In a petition filed to the Speaker of Parliament, Ms Rebecca Kadaga, the teachers say government owes them Shs78 million accrued for a period of seven months. The teachers are for both secondary and primary levels.
After failed attempts to secure audience with the Education ministry, the petition states that the teachers have only received a small part of their pay.
"We write to you in an attempt to get justice and to be helped to get our unpaid allowance and transport reimbursement amounting to Shs78.3 million," the petition reads in part.
Correspondences seen by this newspaper indicate that the teachers have been going to different offices in pursuit of their payment.
In a November 11, 2020, letter to the Minister of Education, Ms Janet Museveni, the teachers say government promised to pay Shs100,000 per day's lesson and a transport reimbursement of Shs100,00 per week.
Mr Jimmy Tugumisirize, one of the teachers, told Daily Monitor that the total bill amounted to Shs97.2 million.
After numerous attempts and a story by the Saturday Monitor, the ministry, in December 2020 wired, via the mobile money channel, Shs19.5 million.
"There was a little payment that came through mobile money. It was like a tenth, one of us did not get anything completely. Some who were expecting 12 million got two million, nobody even signed for it. We wrote to the minister again asking for the balance but it did not yield anything. We wrote a letter to meet her. We petitioned the Speaker, who wrote to the minister but it has not yielded anything," Mr Tugumisirize said.
The arrangement of media and virtual lessons was adopted to ensure continuity of learning following the closure of schools in March as the country took measures to prevent the spread of the Covid-19.
The Education ministry was, through the Covid-19 education taskforce, to liaise with the broadcaster in all matters regarding conducting of radio and television programmes for the continuation of learning.

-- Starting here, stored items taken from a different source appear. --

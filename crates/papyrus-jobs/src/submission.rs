//! Task submission: create the record, then queue it or run it in-process.

use std::sync::Arc;
use std::time::Instant;

use serde::Serialize;
use serde_json::Value as JsonValue;
use thiserror::Error;
use tracing::{debug, info, warn};
use uuid::Uuid;

use papyrus_core::defaults::SYNC_EXECUTION_JOB_ID;
use papyrus_core::{
    CancelOutcome, Error, NewTask, QueueMode, QueueStats, QueuedJob, RedisStatus, Repositories,
    Result, SubmissionMode, Task, TaskStatusUpdate, TaskType,
};

use crate::executor::TaskExecutor;
use crate::queue::{JobQueue, RedisConfig};

/// Why a submission did not produce a usable task.
#[derive(Error, Debug)]
pub enum SubmitError {
    /// The task could not be created (unknown file, database failure).
    #[error(transparent)]
    Rejected(#[from] Error),

    /// The task was created and run in-process, but execution failed.
    /// The record is already marked `failed`.
    #[error("Task {task_id} failed: {source}")]
    ExecutionFailed {
        task_id: Uuid,
        #[source]
        source: Error,
    },
}

/// A created task and how it is being executed.
#[derive(Debug, Clone, Serialize)]
pub struct SubmittedTask {
    pub task: Task,
    pub mode: SubmissionMode,
}

/// Creates tasks and hands them to the queue, falling back to synchronous execution.
pub struct TaskSubmitter {
    repos: Repositories,
    executor: Arc<TaskExecutor>,
    queue: Option<Arc<dyn JobQueue>>,
    redis_config: RedisConfig,
}

impl TaskSubmitter {
    pub fn new(
        repos: Repositories,
        executor: Arc<TaskExecutor>,
        queue: Option<Arc<dyn JobQueue>>,
        redis_config: RedisConfig,
    ) -> Self {
        Self {
            repos,
            executor,
            queue,
            redis_config,
        }
    }

    pub fn executor(&self) -> &Arc<TaskExecutor> {
        &self.executor
    }

    pub fn queue(&self) -> Option<&Arc<dyn JobQueue>> {
        self.queue.as_ref()
    }

    /// Create a task for a user's file and start it.
    pub async fn submit(
        &self,
        user_id: Uuid,
        file_id: Uuid,
        task_type: TaskType,
        options: Option<JsonValue>,
    ) -> std::result::Result<SubmittedTask, SubmitError> {
        self.repos
            .documents
            .get(file_id, user_id)
            .await?
            .ok_or(Error::FileNotFound(file_id))?;

        let task = self
            .repos
            .tasks
            .create(NewTask {
                user_id,
                file_id: Some(file_id),
                task_type,
                options,
            })
            .await?;
        let task_id = task.task_id;
        debug!(
            subsystem = "jobs",
            component = "submitter",
            op = "submit",
            task_id = %task_id,
            %task_type,
            file_id = %file_id,
            user_id = %user_id,
            "Task created"
        );

        if let Some(job_id) = self.try_enqueue(&task).await {
            let task = self
                .repos
                .tasks
                .update_status(task_id, TaskStatusUpdate::job_id(job_id))
                .await?
                .ok_or(Error::TaskNotFound(task_id))?;
            return Ok(SubmittedTask {
                task,
                mode: SubmissionMode::Queued,
            });
        }

        self.run_synchronously(task_id).await
    }

    /// Enqueue the task if a queue is attached and reachable.
    async fn try_enqueue(&self, task: &Task) -> Option<String> {
        let queue = self.queue.as_ref()?;
        if !queue.is_available().await {
            warn!(
                subsystem = "jobs",
                component = "submitter",
                task_id = %task.task_id,
                queue = queue.name(),
                "Queue unavailable, executing synchronously"
            );
            return None;
        }

        match queue.enqueue(&QueuedJob::for_task(task)).await {
            Ok(job_id) => {
                info!(
                    subsystem = "jobs",
                    component = "submitter",
                    op = "enqueue",
                    task_id = %task.task_id,
                    task_type = %task.task_type,
                    job_id = %job_id,
                    "Task queued"
                );
                Some(job_id)
            }
            Err(e) => {
                warn!(
                    subsystem = "jobs",
                    component = "submitter",
                    task_id = %task.task_id,
                    error = %e,
                    "Enqueue failed, executing synchronously"
                );
                None
            }
        }
    }

    async fn run_synchronously(
        &self,
        task_id: Uuid,
    ) -> std::result::Result<SubmittedTask, SubmitError> {
        let start = Instant::now();
        // Recorded before execution: terminal records no longer accept updates.
        self.repos
            .tasks
            .update_status(task_id, TaskStatusUpdate::job_id(SYNC_EXECUTION_JOB_ID))
            .await?;

        if let Err(source) = self.executor.execute(task_id).await {
            return Err(SubmitError::ExecutionFailed { task_id, source });
        }

        let task = self
            .repos
            .tasks
            .get_unscoped(task_id)
            .await?
            .ok_or(Error::TaskNotFound(task_id))?;
        info!(
            subsystem = "jobs",
            component = "submitter",
            task_id = %task_id,
            status = %task.status,
            duration_ms = start.elapsed().as_millis() as u64,
            "Task executed synchronously"
        );
        Ok(SubmittedTask {
            task,
            mode: SubmissionMode::Synchronous,
        })
    }

    /// Cancel a user's task, and its queue job when it has not started yet.
    pub async fn cancel(&self, task_id: Uuid, user_id: Uuid) -> Result<CancelOutcome> {
        let outcome = self.repos.tasks.cancel(task_id, user_id).await?;

        if let (CancelOutcome::Cancelled(task), Some(queue)) = (&outcome, &self.queue) {
            if let Some(job_id) = task.queue_job_id() {
                match queue.cancel(job_id).await {
                    Ok(removed) => debug!(
                        subsystem = "jobs",
                        component = "submitter",
                        op = "cancel",
                        task_id = %task_id,
                        job_id,
                        removed,
                        "Queue job cancellation requested"
                    ),
                    Err(e) => warn!(
                        subsystem = "jobs",
                        component = "submitter",
                        task_id = %task_id,
                        job_id,
                        error = %e,
                        "Failed to cancel queue job"
                    ),
                }
            }
        }
        Ok(outcome)
    }

    /// `redis` when a background queue is attached, `memory` otherwise.
    pub fn queue_mode(&self) -> QueueMode {
        if self.queue.is_some() {
            QueueMode::Redis
        } else {
            QueueMode::Memory
        }
    }

    pub async fn is_queue_available(&self) -> bool {
        match &self.queue {
            Some(queue) => queue.is_available().await,
            None => false,
        }
    }

    /// Connection status and configuration summary of the queue backend.
    pub async fn redis_status(&self) -> RedisStatus {
        RedisStatus {
            enabled: self.redis_config.enabled,
            connected: self.is_queue_available().await,
            mode: self.queue_mode(),
            host: self.redis_config.host.clone(),
            port: self.redis_config.port,
            db: self.redis_config.db,
        }
    }

    /// Queue counters; all zero when running without a queue.
    pub async fn queue_stats(&self) -> Result<QueueStats> {
        match &self.queue {
            Some(queue) => queue.stats().await,
            None => Ok(QueueStats::default()),
        }
    }
}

According to some teachers who didn't want to be mentioned, they were brought together and assigned the duties by the commissioner in charge of secondary education at the Ministry of Education, Mr Sam Kuloba.
"During the Covid-19 lockdown period from March to October 15, 16 of us were employed by the Ministry of Education through Commissioner of Secondary Education, Mr Sam Kulooba, on the directive of the minister of Education to teach the Ugandan primary and secondary children on both UBC TV and Radio, which we perfectly did in sometimes difficult circumstances," a letter to the Speaker states.
Demand for answers
The minister in charge of Primary Education, Ms Rosemary Seninde, who was tasked to explain to Parliament why the teachers have not been paid has given no answers and declined to comment on the issue, but referred us to the Permanent Secretary.

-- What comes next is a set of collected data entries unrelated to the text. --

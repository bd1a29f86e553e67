//! Section detection for extracted paper text.
//!
//! Lines that look like headings start a new section: well-known paper
//! headings (optionally numbered), numbered headings such as `2.1 Setup`,
//! and short ALL-CAPS lines. Text without any heading is grouped into
//! sections of roughly [`SECTION_TARGET_WORDS`] words.

use once_cell::sync::Lazy;
use regex::Regex;

use papyrus_core::defaults::SECTION_TARGET_WORDS;
use papyrus_core::Section;

static KNOWN_HEADING: Lazy<Regex> = Lazy::new(|| {
    Regex::new(
        r"(?i)^(?:\d+(?:\.\d+)*\.?\s+|[IVX]+\.\s+)?(abstract|introduction|background|related\s+work|methods?|methodology|materials\s+and\s+methods|experiments?|experimental\s+setup|results(?:\s+and\s+discussion)?|discussion|conclusions?|references|bibliography|acknowledge?ments?)\s*:?$",
    )
    .expect("valid regex")
});

static NUMBERED_HEADING: Lazy<Regex> = Lazy::new(|| {
    Regex::new(r"^\d+(?:\.\d+)*\.?\s+\p{Lu}[^.!?;:]{0,80}$").expect("valid regex")
});

static PARAGRAPH_BREAK: Lazy<Regex> =
    Lazy::new(|| Regex::new(r"\n\s*\n").expect("valid regex"));

const PREAMBLE_TITLE: &str = "Preamble";
const MAX_HEADING_WORDS: usize = 10;

/// Whether a trimmed line reads as a section heading.
pub fn is_heading(line: &str) -> bool {
    let line = line.trim();
    if line.is_empty() || line.split_whitespace().count() > MAX_HEADING_WORDS {
        return false;
    }
    KNOWN_HEADING.is_match(line) || NUMBERED_HEADING.is_match(line) || is_all_caps_heading(line)
}

fn is_all_caps_heading(line: &str) -> bool {
    let letters: Vec<char> = line.chars().filter(|c| c.is_alphabetic()).collect();
    letters.len() >= 3
        && line.chars().count() <= 60
        && letters.iter().all(|c| c.is_uppercase())
}

/// Split `text` into titled sections.
pub fn split_sections(text: &str) -> Vec<Section> {
    let sections = split_on_headings(text);
    if sections.iter().any(|s| s.title != PREAMBLE_TITLE) {
        sections
    } else {
        group_paragraphs(text, SECTION_TARGET_WORDS)
    }
}

fn split_on_headings(text: &str) -> Vec<Section> {
    let mut sections = Vec::new();
    let mut title = PREAMBLE_TITLE.to_string();
    let mut body: Vec<&str> = Vec::new();

    for line in text.lines() {
        if is_heading(line) {
            push_section(&mut sections, &title, &body);
            title = line.trim().trim_end_matches(':').to_string();
            body.clear();
        } else {
            body.push(line);
        }
    }
    push_section(&mut sections, &title, &body);
    sections
}

fn push_section(sections: &mut Vec<Section>, title: &str, body: &[&str]) {
    let content = body.join("\n").trim().to_string();
    if content.is_empty() {
        return;
    }
    sections.push(Section {
        title: title.to_string(),
        word_count: content.split_whitespace().count(),
        content,
    });
}

/// Group paragraphs into sections of about `target_words` words.
pub fn group_paragraphs(text: &str, target_words: usize) -> Vec<Section> {
    let mut sections = Vec::new();
    let mut current: Vec<&str> = Vec::new();
    let mut words = 0;

    for paragraph in PARAGRAPH_BREAK.split(text) {
        let paragraph = paragraph.trim();
        if paragraph.is_empty() {
            continue;
        }
        current.push(paragraph);
        words += paragraph.split_whitespace().count();
        if words >= target_words {
            flush_group(&mut sections, &mut current, &mut words);
        }
    }
    flush_group(&mut sections, &mut current, &mut words);
    sections
}

fn flush_group(sections: &mut Vec<Section>, current: &mut Vec<&str>, words: &mut usize) {
    if current.is_empty() {
        return;
    }
    sections.push(Section {
        title: format!("Section {}", sections.len() + 1),
        content: current.join("\n\n"),
        word_count: *words,
    });
    current.clear();
    *words = 0;
}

The Permanent Secretary for the Ministry of Education, Ms Alex Kakooza told Daily Monitor that the processes are ongoing to make the payment.

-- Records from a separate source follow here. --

//! Per-endpoint x402 payment enforcement.
//!
//! A request reaching a paid route is resolved by the shared
//! [`PaymentGate`]:
//!
//! - no `PAYMENT-SIGNATURE` (or `X-PAYMENT-SIGNATURE`) header, or one that
//!   does not decode: `402` with the challenge in `PAYMENT-REQUIRED` and in
//!   the body
//! - an authorization the verifier refuses: `402` with the refusal reason
//! - an accepted authorization: the request proceeds, the
//!   [`SettlementAck`] is inserted into its extensions and echoed in the
//!   `PAYMENT-RESPONSE` header of whatever the handler returns

use std::convert::Infallible;
use std::future::Future;
use std::pin::Pin;
use std::sync::Arc;
use std::task::{Context, Poll};

use axum::Json;
use axum::extract::Request;
use axum::response::{IntoResponse, Response};
use clawpoly::amount::TokenAmount;
use clawpoly::error::PaymentVerificationError;
use clawpoly::payment::{GateOutcome, PaymentAuthorization, PaymentGate, PaymentRequiredInfo, SettlementAck};
use http::{HeaderMap, HeaderValue, StatusCode};
use serde_json::json;
use tower::util::BoxCloneSyncService;
use tower::{Layer, Service};

use super::{PAYMENT_REQUIRED, PAYMENT_RESPONSE, PAYMENT_SIGNATURE, X_PAYMENT_SIGNATURE};
use crate::headers::{decode_payment_signature, encode_payment_required, encode_payment_response};

/// Reads and decodes the caller's payment authorization, if any.
///
/// An undecodable header is treated as absent.
#[must_use]
pub fn extract_authorization(headers: &HeaderMap) -> Option<PaymentAuthorization> {
    let raw = headers
        .get(PAYMENT_SIGNATURE)
        .or_else(|| headers.get(X_PAYMENT_SIGNATURE))?
        .to_str()
        .ok()?;
    match decode_payment_signature(raw) {
        Ok(authorization) => Some(authorization),
        #[cfg_attr(not(feature = "telemetry"), allow(unused_variables))]
        Err(err) => {
            #[cfg(feature = "telemetry")]
            tracing::debug!(error = %err, "ignoring undecodable payment header");
            None
        }
    }
}

fn payment_required_response(info: &PaymentRequiredInfo) -> Response {
    let body = json!({
        "error": "Payment Required",
        "message": info.message(),
        "paymentInfo": info,
    });
    let mut response = (StatusCode::PAYMENT_REQUIRED, Json(body)).into_response();
    match encode_payment_required(info).map(HeaderValue::try_from) {
        Ok(Ok(header)) => {
            response.headers_mut().insert(PAYMENT_REQUIRED, header);
        }
        _ => {
            #[cfg(feature = "telemetry")]
            tracing::error!(endpoint_id = %info.endpoint_id, "failed to encode PAYMENT-REQUIRED header");
        }
    }
    response
}

fn payment_invalid_response(err: &PaymentVerificationError) -> Response {
    let body = json!({
        "error": "Payment Invalid",
        "message": err.to_string(),
        "reason": err.reason(),
    });
    (StatusCode::PAYMENT_REQUIRED, Json(body)).into_response()
}

fn settlement_header(ack: &SettlementAck) -> Option<HeaderValue> {
    encode_payment_response(ack)
        .ok()
        .and_then(|encoded| HeaderValue::try_from(encoded).ok())
}

/// Gates a route behind payment for one endpoint id.
#[derive(Debug, Clone)]
pub struct PaygateLayer {
    gate: Arc<PaymentGate>,
    endpoint_id: Arc<str>,
    price_override: Option<TokenAmount>,
}

impl PaygateLayer {
    /// Gates `endpoint_id` at its configured price.
    #[must_use]
    pub fn new(gate: Arc<PaymentGate>, endpoint_id: impl Into<Arc<str>>) -> Self {
        Self {
            gate,
            endpoint_id: endpoint_id.into(),
            price_override: None,
        }
    }

    /// Charges `price` instead of the configured price.
    #[must_use]
    pub const fn with_price(mut self, price: TokenAmount) -> Self {
        self.price_override = Some(price);
        self
    }
}

impl<S> Layer<S> for PaygateLayer
where
    S: Service<Request, Response = Response, Error = Infallible> + Clone + Send + Sync + 'static,
    S::Future: Send + 'static,
{
    type Service = PaygateService;

    fn layer(&self, inner: S) -> Self::Service {
        PaygateService {
            gate: Arc::clone(&self.gate),
            endpoint_id: Arc::clone(&self.endpoint_id),
            price_override: self.price_override,
            inner: BoxCloneSyncService::new(inner),
        }
    }
}

/// Service produced by [`PaygateLayer`].
#[derive(Clone)]
#[allow(missing_debug_implementations)] // boxed inner service is not Debug
pub struct PaygateService {
    gate: Arc<PaymentGate>,
    endpoint_id: Arc<str>,
    price_override: Option<TokenAmount>,
    inner: BoxCloneSyncService<Request, Response, Infallible>,
}

impl Service<Request> for PaygateService {
    type Response = Response;
    type Error = Infallible;
    type Future = Pin<Box<dyn Future<Output = Result<Response, Infallible>> + Send>>;

    fn poll_ready(&mut self, cx: &mut Context<'_>) -> Poll<Result<(), Self::Error>> {
        self.inner.poll_ready(cx)
    }

    fn call(&mut self, mut req: Request) -> Self::Future {
        let gate = Arc::clone(&self.gate);
        let endpoint_id = Arc::clone(&self.endpoint_id);
        let price_override = self.price_override;
        let clone = self.inner.clone();
        let mut inner = std::mem::replace(&mut self.inner, clone);

        Box::pin(async move {
            let authorization = extract_authorization(req.headers());
            let outcome = gate
                .evaluate(authorization.as_ref(), &endpoint_id, price_override)
                .await;
            match outcome {
                GateOutcome::PaymentRequired(info) => Ok(payment_required_response(&info)),
                GateOutcome::Rejected(err) => Ok(payment_invalid_response(&err)),
                GateOutcome::Paid(ack) => {
                    let header = settlement_header(&ack);
                    req.extensions_mut().insert(ack);
                    let mut response = inner.call(req).await?;
                    if let Some(header) = header {
                        response.headers_mut().insert(PAYMENT_RESPONSE, header);
                    }
                    Ok(response)
                }
            }
        })
    }
}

"My team is working on that. We are aware and we are working on it," Mr Kakooza said.
Mr Kakooza did not explain why the process has taken long, despite the teachers' numerous complaints.
Mr Tugumisirize said they stopped teaching in October.
In September, Mr Patrick Muinda, the ministry's spokesperson, explained that there was an arrangement between teachers and the ministry through the State broadcaster, Uganda Broadcasting Corporation (UBC) and a memorandum of understanding (MoU) between the two entities.